Probably more than the time he fell out of the tree, or off his bike, or ran into the patch of stinging nettles. More than when he hooked himself with the fishing hook, or when he fell into the icy northern creek. This one definitely took the outdoor adventure award of his lifetime, thus far.
“Can you open it?” I asked him.
“No,” he quietly exhaled as he tried to restrain his emotions in front of his friends.
Sitting in the emergency room, once again, my mind went through how tricky it would be for him to be a conservation officer or a forest ranger with one eye. And how our lives would have to change. I put my arm around him, as he continued to comment that everything looks different with only one eye versus two, which led into a conversation about what peripheral vision was. Like his mother, it was obvious that he distracts himself with endless talking. Luckily, I was also in need of a distraction.
When the nurse triaged him, he was put second. He was told it was because he was so handsome, but after the experience, I know it was because it was that serious. Not having to wait long, we were called in to see the doctor. Barely able to open his eye, she did manage to insert drops to freeze the injury.

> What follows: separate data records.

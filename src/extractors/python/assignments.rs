/// Variable and constant assignment extraction
/// Handles plain, chained and annotated assignments with simple name targets
use super::unparse::unparse;
use super::PythonExtractor;
use crate::extractors::base::{BaseExtractor, ComponentKind, Property};
use tree_sitter::Node;

/// An assignment statement broken into the parts extraction cares about
#[derive(Debug, Clone)]
pub(crate) struct Assignment<'a> {
    /// Outermost `assignment` node; gives the line and the source slice
    pub node: Node<'a>,
    /// Name targets in declaration order (`a = b = 1` binds `a` then `b`)
    pub targets: Vec<Node<'a>>,
    pub annotation: Option<Node<'a>>,
    pub value: Option<Node<'a>>,
}

impl<'a> Assignment<'a> {
    /// Unfold a (possibly chained) assignment. Tuple, attribute and subscript targets are
    /// skipped, so the target list can be empty.
    pub fn from_node(node: Node<'a>) -> Self {
        let annotation = node.child_by_field_name("type");
        let mut targets = Vec::new();
        let mut current = node;

        let value = loop {
            if let Some(left) = current.child_by_field_name("left") {
                if left.kind() == "identifier" {
                    targets.push(left);
                }
            }

            match current.child_by_field_name("right") {
                Some(right) if right.kind() == "assignment" => current = right,
                right => break right,
            }
        };

        Self {
            node,
            targets,
            annotation,
            value,
        }
    }

    pub fn target_names(&self, extractor: &PythonExtractor) -> Vec<String> {
        self.targets
            .iter()
            .map(|target| extractor.base().get_node_text(target))
            .collect()
    }

    /// Value bound to `name` by a plain, unannotated assignment
    pub fn plain_value_for(&self, extractor: &PythonExtractor, name: &str) -> Option<Node<'a>> {
        if self.annotation.is_some() {
            return None;
        }
        self.target_names(extractor)
            .iter()
            .any(|target| target == name)
            .then_some(self.value)
            .flatten()
    }
}

/// Build the record for one name bound by an assignment
///
/// `qualified_name` feeds the identifier (`NAME` at module level, `Class.NAME` in a class).
pub(crate) fn extract_assignment(
    extractor: &PythonExtractor,
    assignment: &Assignment,
    name: &str,
    qualified_name: &str,
    kind: ComponentKind,
) -> Property {
    let base = extractor.base();

    Property {
        id: base.generate_id(qualified_name, &assignment.node),
        name: name.to_string(),
        kind,
        file_path: base.file_path.clone(),
        line_number: BaseExtractor::line_number(&assignment.node),
        docstring: None,
        source_text: base.source_segment(&assignment.node),
        type_annotation: assignment
            .annotation
            .map(|annotation| unparse(extractor, &annotation)),
        default_value: assignment.value.map(|value| unparse(extractor, &value)),
        is_class_var: kind == ComponentKind::Variable,
    }
}

#[cfg(test)]
mod tests {
    use super::*;
    use crate::language::new_parser;

    fn with_assignment(source: &str, check: impl FnOnce(&PythonExtractor, &Assignment)) {
        let extractor = PythonExtractor::new("pkg/settings.py".to_string(), source.to_string(), false);
        let tree = new_parser().unwrap().parse(source, None).unwrap();
        let statement = tree.root_node().named_child(0).unwrap();
        let node = statement.named_child(0).unwrap();
        check(&extractor, &Assignment::from_node(node));
    }

    #[test]
    fn test_chained_assignment_binds_every_name() {
        with_assignment("A = B = 10\n", |extractor, assignment| {
            assert_eq!(assignment.target_names(extractor), vec!["A", "B"]);
            let prop = extract_assignment(extractor, assignment, "B", "B", ComponentKind::Constant);
            assert_eq!(prop.default_value.as_deref(), Some("10"));
            assert_eq!(prop.source_text.as_deref(), Some("A = B = 10"));
            assert_eq!(prop.line_number, 1);
            assert!(!prop.is_class_var);
        });
    }

    #[test]
    fn test_annotated_assignment_without_value() {
        with_assignment("timeout: float\n", |extractor, assignment| {
            let prop = extract_assignment(
                extractor,
                assignment,
                "timeout",
                "Config.timeout",
                ComponentKind::Variable,
            );
            assert_eq!(prop.type_annotation.as_deref(), Some("float"));
            assert_eq!(prop.default_value, None);
            assert!(prop.is_class_var);
            assert_eq!(prop.id, crate::extractors::base::generate_id("pkg/settings.py", "Config.timeout", 1));
        });
    }

    #[test]
    fn test_tuple_targets_are_skipped() {
        with_assignment("a, b = 1, 2\n", |extractor, assignment| {
            assert!(assignment.target_names(extractor).is_empty());
        });
    }
}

What I saw made me want to throw my eco-lifestyle choices into the recycle bin.
His iris was filling up with blood. Like a thermometer, it rose closer to his pupil and I flushed hot at the sight. With special fluorescent drops inserted, I was then shown a large scratch on his eyeball, enough to make any parent nauseous. Taking a breath under the disguise of trying to keep my son breathing, I waited for test after test to be complete.
Surrendered to oh-so-sterile hospital care once again, I distracted myself by studying the many others passing by our room. People of all ages—some obviously outdoor people, but most not—surrounded us with various stages and types of injury. Waiting in the room for a diagnosis, I needed to convince myself that an accident such as this could have easily happened to anyone, eco-parent or not. It could have happened when two kids excitedly flailed their arms after they won the next level of the newest video game, or tripping on a curb, or running with a pencil at school or...
Nature strikes back
Maybe my eco-parenting had nothing to do with these accidents. Maybe people truly living life are prone to accidents. And it’s within those accidents that we develop character. My son, at this point, definitely was a character, and as he is hired by yet another person in the neighbourhood to weed their gardens and mow their lawn, I'm thinking his character, one eye or not, would manage just fine.

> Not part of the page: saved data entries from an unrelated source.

//! Repository Extractor - walks a source tree and parses every documented file
//!
//! Enumerates Python files under a root, applies the exclusion set, parses each surviving
//! file, drops modules without public API and sorts the rest by path. Output is a pure
//! function of the filesystem snapshot and the options.

use crate::error::ParseFailure;
use crate::extractors::base::Module;
use crate::extractors::python::parse_file;
use crate::language::is_source_file;
use crate::utils::ignore::{load_docuagentignore, ExclusionSet};
use crate::utils::paths::to_relative_unix_style;
use indexmap::IndexMap;
use rayon::prelude::*;
use serde::{Deserialize, Serialize};
use std::path::{Path, PathBuf};
use walkdir::WalkDir;

/// Options for one extraction run
#[derive(Debug, Clone, Default, PartialEq, Eq)]
pub struct ExtractOptions {
    /// Document underscore-prefixed names too
    pub include_private: bool,
    /// Keep test files and directories (drops the test patterns from the defaults)
    pub include_tests: bool,
    /// Extra glob patterns on top of the defaults and `.docuagentignore`
    pub exclude_patterns: Vec<String>,
    /// Parse files on the rayon pool; output is identical to a sequential run
    pub parallel: bool,
}

/// Result of one extraction run
#[derive(Debug, Clone, Default, PartialEq)]
pub struct Extraction {
    /// Modules with public API, sorted by file path
    pub modules: Vec<Module>,
    /// Files that could not be parsed, in walk order
    pub warnings: Vec<ParseFailure>,
}

/// A source file found by the walk
#[derive(Debug, Clone, PartialEq, Eq)]
pub struct SourceFile {
    pub path: PathBuf,
    /// Relative Unix-style path used for ids and display
    pub relative_path: String,
}

/// Walks one repository
pub struct RepositoryExtractor {
    root: PathBuf,
    options: ExtractOptions,
    exclusions: ExclusionSet,
}

impl RepositoryExtractor {
    /// Build the extractor; `.docuagentignore` patterns are read here
    pub fn new(root: impl Into<PathBuf>, options: ExtractOptions) -> Self {
        let root = root.into();

        let mut patterns = options.exclude_patterns.clone();
        match load_docuagentignore(&root) {
            Ok(custom) => patterns.extend(custom),
            Err(e) => tracing::warn!("Ignoring unreadable exclusion file: {}", e),
        }
        let exclusions = ExclusionSet::new(options.include_tests, &patterns);

        Self {
            root,
            options,
            exclusions,
        }
    }

    pub fn root(&self) -> &Path {
        &self.root
    }

    pub fn options(&self) -> &ExtractOptions {
        &self.options
    }

    /// Every non-excluded source file, sorted by relative path
    pub fn discover_files(&self) -> Vec<SourceFile> {
        let walker = WalkDir::new(&self.root)
            .sort_by_file_name()
            .into_iter()
            .filter_entry(|entry| {
                // Excluded directory names exclude every file below them
                entry.depth() == 0
                    || !entry.file_type().is_dir()
                    || !self
                        .exclusions
                        .is_excluded(Path::new(entry.file_name()))
            });

        let mut files = Vec::new();
        for entry in walker {
            let entry = match entry {
                Ok(entry) => entry,
                Err(e) => {
                    tracing::warn!("Skipping unreadable path during walk: {}", e);
                    continue;
                }
            };

            if !entry.file_type().is_file() || !is_source_file(entry.path()) {
                continue;
            }

            let relative_path = match to_relative_unix_style(entry.path(), &self.root) {
                Ok(relative) => relative,
                Err(e) => {
                    tracing::warn!("Skipping {}: {}", entry.path().display(), e);
                    continue;
                }
            };

            if self.exclusions.is_excluded(Path::new(&relative_path)) {
                continue;
            }

            files.push(SourceFile {
                path: entry.path().to_path_buf(),
                relative_path,
            });
        }

        files.sort_by(|a, b| a.relative_path.cmp(&b.relative_path));
        files
    }

    /// Parse every discovered file
    ///
    /// A file that fails to parse is logged, recorded in `warnings` and skipped; it never
    /// aborts the run.
    pub fn extract(&self) -> Extraction {
        let files = self.discover_files();
        let include_private = self.options.include_private;
        let parse = |file: &SourceFile| parse_file(&file.path, &file.relative_path, include_private);

        let results: Vec<Result<Module, ParseFailure>> = if self.options.parallel {
            files.par_iter().map(parse).collect()
        } else {
            files.iter().map(parse).collect()
        };

        let mut extraction = Extraction::default();
        for result in results {
            match result {
                Ok(module) if module.has_public_api() => extraction.modules.push(module),
                Ok(module) => tracing::debug!("No public API in {}", module.file_path),
                Err(failure) => {
                    tracing::warn!("{}", failure);
                    extraction.warnings.push(failure);
                }
            }
        }

        extraction
            .modules
            .sort_by(|a, b| a.file_path.cmp(&b.file_path));

        tracing::info!(
            "Extracted {} modules from {} files under {} ({} skipped)",
            extraction.modules.len(),
            files.len(),
            self.root.display(),
            extraction.warnings.len()
        );

        extraction
    }
}

/// Extract a repository in one call
pub fn extract_repository(root: impl Into<PathBuf>, options: ExtractOptions) -> Extraction {
    RepositoryExtractor::new(root, options).extract()
}

/// Aggregate counts over an extracted module list
#[derive(Debug, Clone, Copy, Default, PartialEq, Eq, Serialize, Deserialize)]
pub struct ApiStatistics {
    pub total_modules: usize,
    pub total_classes: usize,
    pub total_functions: usize,
    pub total_methods: usize,
    /// Properties and class variables together
    pub total_properties: usize,
    pub total_constants: usize,
    pub modules_with_docstrings: usize,
    pub classes_with_docstrings: usize,
    pub functions_with_docstrings: usize,
}

impl ApiStatistics {
    pub fn from_modules(modules: &[Module]) -> Self {
        let documented = |docstring: &Option<String>| {
            docstring.as_deref().is_some_and(|text| !text.is_empty())
        };

        let mut stats = ApiStatistics {
            total_modules: modules.len(),
            ..Default::default()
        };

        for module in modules {
            if documented(&module.docstring) {
                stats.modules_with_docstrings += 1;
            }

            stats.total_classes += module.classes.len();
            stats.total_functions += module.functions.len();
            stats.total_constants += module.constants.len();
            stats.functions_with_docstrings += module
                .functions
                .iter()
                .filter(|function| documented(&function.docstring))
                .count();

            for class in &module.classes {
                if documented(&class.docstring) {
                    stats.classes_with_docstrings += 1;
                }
                stats.total_methods += class.methods.len();
                stats.total_properties += class.properties.len() + class.class_variables.len();
            }
        }

        stats
    }
}

/// `file_path -> content_hash` for every module, in module order
pub fn module_hashes(modules: &[Module]) -> IndexMap<String, String> {
    modules
        .iter()
        .map(|module| (module.file_path.clone(), module.content_hash.clone()))
        .collect()
}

After the doctor finished the tests, she announced that the eyeball is actually the fastest part of the body to heal and he would be fine in five days. The bleeding would stop shortly. That's it: five days. Unbelievable.
But what was truly unbelievable about this whole experience, what makes being an eco-child so amazingly unique in this world, is the story his friend announced to him when he returned to school.

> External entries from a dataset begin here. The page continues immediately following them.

//! Table of contents over extracted modules
//!
//! The outline is a forest of `TocEntry` trees, one per module. Every entry id is the id of
//! the component it stands for, so selections and descriptions stored against entry ids
//! resolve back to component records.
//!
//! # Hierarchy
//!
//! - level 0: modules
//! - level 1: classes, functions, significant constants
//! - level 2: methods, properties, class variables

pub mod builder;

pub use builder::{
    class_title, function_title, is_significant_constant, method_title, module_title, TocBuilder,
};

use crate::extractors::base::{ComponentKind, Module};
use serde::{Deserialize, Serialize};
use serde_json::{json, Value};
use std::collections::HashMap;

/// One node of the outline
#[derive(Debug, Clone, Serialize, Deserialize, PartialEq, Eq)]
pub struct TocEntry {
    pub id: String,
    pub title: String,
    #[serde(rename = "type")]
    pub kind: ComponentKind,
    /// 0 for modules, parent level + 1 below
    pub level: u32,
    pub parent_id: Option<String>,
    pub file_path: String,
    pub line_number: u32,
    pub children: Vec<TocEntry>,
}

impl TocEntry {
    pub(crate) fn leaf(
        id: &str,
        title: String,
        kind: ComponentKind,
        level: u32,
        parent_id: &str,
        file_path: &str,
        line_number: u32,
    ) -> Self {
        Self {
            id: id.to_string(),
            title,
            kind,
            level,
            parent_id: Some(parent_id.to_string()),
            file_path: file_path.to_string(),
            line_number,
            children: Vec::new(),
        }
    }

    /// Nested map `{id, title, type, level, file_path, line_number, children}`
    pub fn to_value(&self) -> Value {
        let children: Vec<Value> = self.children.iter().map(TocEntry::to_value).collect();
        json!({
            "id": self.id,
            "title": self.title,
            "type": self.kind.to_string(),
            "level": self.level,
            "file_path": self.file_path,
            "line_number": self.line_number,
            "children": children,
        })
    }
}

/// Build the outline with default options
pub fn build_toc(modules: &[Module]) -> Vec<TocEntry> {
    TocBuilder::default().build(modules)
}

/// Pre-order, depth-first: every parent directly before its subtree
pub fn flatten(entries: &[TocEntry]) -> Vec<&TocEntry> {
    let mut flat = Vec::new();
    for entry in entries {
        flatten_into(entry, &mut flat);
    }
    flat
}

fn flatten_into<'a>(entry: &'a TocEntry, flat: &mut Vec<&'a TocEntry>) {
    flat.push(entry);
    for child in &entry.children {
        flatten_into(child, flat);
    }
}

pub fn get_entry_by_id<'a>(entries: &'a [TocEntry], id: &str) -> Option<&'a TocEntry> {
    flatten(entries).into_iter().find(|entry| entry.id == id)
}

/// Rebuild the outline without excluded entries
///
/// An entry is dropped only when `selections` maps its id to `false`; ids missing from the
/// map stay. Children are filtered on their own, so a kept parent may lose some children,
/// and a dropped parent takes its whole subtree with it.
pub fn filter_by_selections(entries: &[TocEntry], selections: &HashMap<String, bool>) -> Vec<TocEntry> {
    entries
        .iter()
        .filter(|entry| selections.get(&entry.id).copied().unwrap_or(true))
        .map(|entry| TocEntry {
            children: filter_by_selections(&entry.children, selections),
            ..entry.clone()
        })
        .collect()
}

/// Serialize a whole outline for external consumers
pub fn to_value(entries: &[TocEntry]) -> Value {
    Value::Array(entries.iter().map(TocEntry::to_value).collect())
}

/// Resolve a user reference to an entry
///
/// A number is a 1-based position in the flattened outline. Anything else is an id prefix
/// and must match exactly one entry.
pub fn find_by_prefix<'a>(entries: &'a [TocEntry], reference: &str) -> Option<&'a TocEntry> {
    let reference = reference.trim();
    if reference.is_empty() {
        return None;
    }

    let flat = flatten(entries);

    if let Ok(index) = reference.parse::<usize>() {
        if index >= 1 && index <= flat.len() {
            return Some(flat[index - 1]);
        }
    }

    let mut matches = flat.into_iter().filter(|entry| entry.id.starts_with(reference));
    match (matches.next(), matches.next()) {
        (Some(entry), None) => Some(entry),
        (Some(first), Some(_)) => {
            tracing::debug!("Ambiguous id prefix '{}' (first match {})", reference, first.id);
            None
        }
        _ => None,
    }
}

The crow that he fed his crust to everyday at lunch, the one who greeted him every day at school and that I had witnessed that fateful morning, dancing around my son, had actually rallied his crow-friends and dive-bombed the boy that threw the stick at my son's eye, the very next day.
No kidding. I was flabbergasted too.
So perhaps when you contemplate whether or not to encourage your child to connect and empathize with the real outdoor world, know that those that live around us, asking for nothing, but supporting our every breath, are silently watching our children. Their children. And they have their backs.